Further damages must be assessed in respect of past pain and suffering and in respect of prospective damage in the form of future probable pain, suffering and inconvenience, probable loss of earning Power (excluding that already provided for) and inability to live a full life and enjoy the amenities of living.
In this case the plaintiff has a substantial claim in each of these categories. She has obviously endured much pain and suffered much distress. The fact that the record of her medical treatment coincided with a pregnancy and complicated the delivery of the child was an aggravating feature.
In the future she will suffer pain until exercise has restored the leg to its maximum efficiency. At some stage, not so many years distant, osteo-arthritis will cause her to have pain in relation to the use of the leg, whenever serious service is required of it. She will always have the inconvenience of having one leg materially shorter than the other; a built-up shoe, and a leg which cannot be put out of the way when she is in a sitting posture. She will suffer fatigue when she would not otherwise have done so. It is probable that she will experience difficulty, and thus incur loss, in gaining new employment from time to time, and in finding just that kind of employment which her disability will permit her to perform. In all probability she will suffer economic loss from time to time by reason of enforced periods of non-employment.
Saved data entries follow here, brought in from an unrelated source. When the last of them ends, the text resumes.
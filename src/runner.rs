//! Training orchestration.
//!
//! One runner owns one environment, one agent, the reward history and
//! the run state, and drives them sequentially: prepare, episode loop,
//! checkpoint decision after every episode, remote progress reports,
//! and the final run notification. Nothing here knows what an
//! observation, action, or reward means.

use std::collections::BTreeMap;
use std::path::Path;
use std::time::Duration;

use serde_json::{json, Value};
use tracing::{debug, info};

use crate::checkpoint::{CheckpointPolicy, RunState};
use crate::cli::RunMode;
use crate::episode::{Episode, RewardHistory};
use crate::error::{Result, UniError};
use crate::params::{cleaners, Cleaner, ParameterResolver};
use crate::plugin::{Agent, Environment, Transition};
use crate::registry::{self, AgentRegistry, EnvironmentRegistry};
use crate::sync::{RemoteSyncClient, SyncConfig};

/// Environment variable naming the environment plugin id.
pub const ENVIRONMENT_VAR: &str = "UNI_ENVIRONMENT";
/// Environment variable naming the algorithm plugin id.
pub const ALGORITHM_VAR: &str = "UNI_ALGORITHM";

/// Everything the CLI hands over to build a runner.
#[derive(Debug, Default, Clone)]
pub struct RunnerOptions {
    pub environment: Option<String>,
    pub algorithm: Option<String>,
    /// `--set NAME VALUE` pairs; highest-precedence parameter source.
    pub overrides: Vec<(String, String)>,
    /// Disable remote run tracking.
    pub local: bool,
    /// Render episodes in run mode.
    pub render: bool,
}

fn runner_defaults() -> BTreeMap<String, Value> {
    [
        ("UNI_OUTPUT_DIR".to_string(), json!("/tmp/uni-models/")),
        ("UNI_SCORE_WINDOW".to_string(), json!(10)),
        ("UNI_SAVE_SPACING".to_string(), json!(20)),
        ("UNI_SYNC_INTERVAL_SECS".to_string(), json!(5)),
        ("UNI_API_TOKEN".to_string(), Value::Null),
    ]
    .into()
}

fn runner_cleaners() -> BTreeMap<String, Cleaner> {
    [
        ("EPISODES".to_string(), cleaners::int as Cleaner),
        ("MAX_STEPS".to_string(), cleaners::int as Cleaner),
        ("UNI_SCORE_WINDOW".to_string(), cleaners::int as Cleaner),
        ("UNI_SAVE_SPACING".to_string(), cleaners::int as Cleaner),
        ("UNI_SYNC_INTERVAL_SECS".to_string(), cleaners::int as Cleaner),
    ]
    .into()
}

pub struct TrainingRunner {
    environment: Box<dyn Environment>,
    agent: Box<dyn Agent>,
    params: ParameterResolver,
    policy: CheckpointPolicy,
    state: RunState,
    history: RewardHistory,
    sync: Option<RemoteSyncClient>,
    local: bool,
    render: bool,
}

impl TrainingRunner {
    /// Build a runner over the built-in plugin registries.
    pub fn new(options: RunnerOptions) -> Result<Self> {
        Self::with_registries(
            options,
            &registry::default_environments(),
            &registry::default_agents(),
        )
    }

    /// Build a runner over caller-provided registries.
    ///
    /// Resolves both plugin ids, constructs the plugins, snapshots the
    /// parameter sources, and configures the plugins from the snapshot.
    pub fn with_registries(
        options: RunnerOptions,
        environments: &EnvironmentRegistry,
        agents: &AgentRegistry,
    ) -> Result<Self> {
        // env-var fallback for these two lives in the CLI layer (clap's
        // `env` attribute), nowhere else
        let environment_id = options.environment.clone().ok_or_else(|| {
            UniError::Configuration(format!("set {ENVIRONMENT_VAR} or pass --environment"))
        })?;
        let algorithm_id = options.algorithm.clone().ok_or_else(|| {
            UniError::Configuration(format!("set {ALGORITHM_VAR} or pass --algorithm"))
        })?;

        info!("loading environment {environment_id}");
        let mut environment = environments.create(&environment_id)?;
        info!("loading algorithm {algorithm_id}");
        let mut agent = agents.create(
            &algorithm_id,
            environment.observation_space(),
            environment.action_space(),
        )?;

        let overrides = options
            .overrides
            .into_iter()
            .map(|(name, value)| (name, Value::String(value)))
            .collect();
        let params = ParameterResolver::new(overrides)
            .with_runner_defaults(runner_defaults())
            .with_agent_defaults(agent.parameters())
            .with_environment_defaults(environment.parameters())
            .with_runner_cleaners(runner_cleaners())
            .with_agent_cleaners(agent.cleaners())
            .with_environment_cleaners(environment.cleaners());

        environment.configure(&params)?;
        agent.configure(&params)?;

        let window = positive(params.resolve_i64("UNI_SCORE_WINDOW")?, "UNI_SCORE_WINDOW")?;
        let spacing = non_negative(params.resolve_i64("UNI_SAVE_SPACING")?, "UNI_SAVE_SPACING")?;
        let policy = CheckpointPolicy::new(window as usize, spacing);

        Ok(Self {
            environment,
            agent,
            params,
            policy,
            state: RunState::new(),
            history: RewardHistory::new(),
            sync: None,
            local: options.local,
            render: options.render,
        })
    }

    /// Completed-episode totals so far.
    pub fn history(&self) -> &RewardHistory {
        &self.history
    }

    pub fn run_state(&self) -> &RunState {
        &self.state
    }

    /// Run the requested mode to completion and handle the final
    /// remote notification on both the success and the failure path.
    pub fn run(&mut self, mode: RunMode) -> Result<()> {
        info!("starting uni in {mode} mode");
        let result = match mode {
            RunMode::Train => self.train(),
            RunMode::Run => self.run_model(),
            RunMode::Info => self.info(),
        };

        // Best-effort: a failure here is logged inside the client and
        // never masks the run outcome.
        let completed = self.history.len() as u64;
        if let Some(sync) = self.sync.as_mut() {
            sync.report_episodes(completed, true);
            sync.finish(result.is_err());
        }

        result
    }

    fn train(&mut self) -> Result<()> {
        let episodes = positive(self.params.resolve_i64("EPISODES")?, "EPISODES")?;
        let max_steps = positive(self.params.resolve_i64("MAX_STEPS")?, "MAX_STEPS")?;
        let output_dir = self.params.resolve_path("UNI_OUTPUT_DIR")?;

        if !self.local {
            self.sync = Some(RemoteSyncClient::new(self.sync_config()?)?);
        }

        self.agent.prepare()?;

        for episode in 1..=episodes {
            info!("running episode #{episode}");
            let total = self.run_training_episode(episode, max_steps)?;
            self.history.push(total);

            if let Some(score) = self.policy.score(&self.history) {
                if self.policy.should_save(score, episode, &self.state) {
                    self.save_model(score, episode, &output_dir)?;
                }
            }

            let completed = self.history.len() as u64;
            if let Some(sync) = self.sync.as_mut() {
                sync.report_episodes(completed, false);
            }
        }

        Ok(())
    }

    fn run_training_episode(&mut self, index: u64, max_steps: u64) -> Result<f64> {
        let mut episode = Episode::new(index);
        let mut observation = self.environment.reset()?;
        self.agent.pre_episode(index)?;

        for step in 1..=max_steps {
            let action = self.agent.action_train(index, step, &observation)?;
            let outcome = self.environment.step(&action)?;
            let transition = Transition {
                episode: index,
                step,
                observation,
                action,
                next_observation: outcome.observation.clone(),
                reward: outcome.reward,
                done: outcome.done,
                diagnostics: outcome.diagnostics,
            };
            self.agent.post_step(&transition)?;
            episode.record(transition);
            observation = outcome.observation;

            if outcome.done {
                info!("episode #{index} is done after {} steps", episode.steps());
                break;
            }
        }

        self.agent.post_episode(index)?;
        debug!("episode #{index} total reward {}", episode.total_reward);
        Ok(episode.total_reward)
    }

    fn save_model(&mut self, score: f64, episode: u64, output_dir: &Path) -> Result<()> {
        info!(
            "saving model with score {score} to {}",
            output_dir.display()
        );
        self.agent.save(output_dir)?;
        self.state.record_save(score, episode);
        if let Some(sync) = self.sync.as_ref() {
            sync.publish_model(score, output_dir);
        }
        Ok(())
    }

    /// Evaluation/demo loop: load a persisted model once, then play
    /// episodes with the agent's non-training action until terminated
    /// externally. No scoring, saving, or uploading happens here.
    fn run_model(&mut self) -> Result<()> {
        let output_dir = self.params.resolve_path("UNI_OUTPUT_DIR")?;
        self.agent.load(&output_dir)?;

        let mut episode: u64 = 0;
        loop {
            episode += 1;
            let mut observation = self.environment.reset()?;
            let mut total = 0.0;
            let mut step: u64 = 0;

            loop {
                step += 1;
                if self.render {
                    self.environment.render();
                }
                let action = self.agent.action(episode, step, &observation)?;
                let outcome = self.environment.step(&action)?;
                total += outcome.reward;
                observation = outcome.observation;
                if outcome.done {
                    break;
                }
            }

            info!("episode #{episode} reward {total}");
        }
    }

    /// Pre-flight check: resolve both plugins and show what they
    /// declare.
    fn info(&mut self) -> Result<()> {
        info!(
            "environment observation space: {}",
            self.environment.observation_space()
        );
        info!("environment action space: {}", self.environment.action_space());
        for (name, value) in self.environment.parameters() {
            info!("environment parameter {name} = {value}");
        }
        for (name, value) in self.agent.parameters() {
            info!("algorithm parameter {name} = {value}");
        }
        Ok(())
    }

    fn sync_config(&self) -> Result<SyncConfig> {
        let token = match self.params.resolve("UNI_API_TOKEN")? {
            Value::Null => None,
            Value::String(token) => Some(token),
            other => {
                return Err(UniError::Configuration(format!(
                    "parameter UNI_API_TOKEN value `{other}` is in the wrong format (expected string or null)"
                )))
            }
        };
        let interval =
            non_negative(self.params.resolve_i64("UNI_SYNC_INTERVAL_SECS")?, "UNI_SYNC_INTERVAL_SECS")?;

        Ok(SyncConfig {
            api_url: self
                .params
                .resolve_str("UNI_API_URL")?
                .trim_end_matches('/')
                .to_string(),
            run_id: self.params.resolve_str("UNI_RUN_ID")?,
            instance_id: self.params.resolve_str("UNI_INSTANCE_ID")?,
            token,
            interval: Duration::from_secs(interval),
        })
    }
}

fn positive(value: i64, name: &str) -> Result<u64> {
    u64::try_from(value)
        .ok()
        .filter(|v| *v > 0)
        .ok_or_else(|| {
            UniError::Configuration(format!("{name} must be a positive integer, got {value}"))
        })
}

fn non_negative(value: i64, name: &str) -> Result<u64> {
    u64::try_from(value).map_err(|_| {
        UniError::Configuration(format!("{name} must not be negative, got {value}"))
    })
}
Finally, she will be unable to lead the full life she might otherwise reasonably have expected to live. Mobility is fundamental to life and a permanent interference with mobility is, in my opinion, a very serious thing for anybody, and particularly for an active energetic ambitious young married woman.
Mr. White has reminded me that the plaintiff appears to be a woman of character who may be expected to cope well with her difficulties. While this is probably true, the plaintiff appears to be the type who would have endeavoured to get the most out of life, using her mental and physical capacities to their limits, and, in her case, the difference between her probable full life, but for the injury and her life restricted by the injury, is likely to be marked.
I must remember that a perfect compensation is not possible and should not be attempted; that all life is subject to hazards which may result in unexpected disasters, that compensation is to be awarded now, once and for all, and that in this case, payment of damages at this stage represents, in relation to some aspects of this assessment, present payment for future ills. Nevertheless, there must be a full compensation in the sense that the award must represent a reasonable estimate of future money losses and a reasonable recompense in respect of past and future pain, inconvenience and restrictions of life and other losses.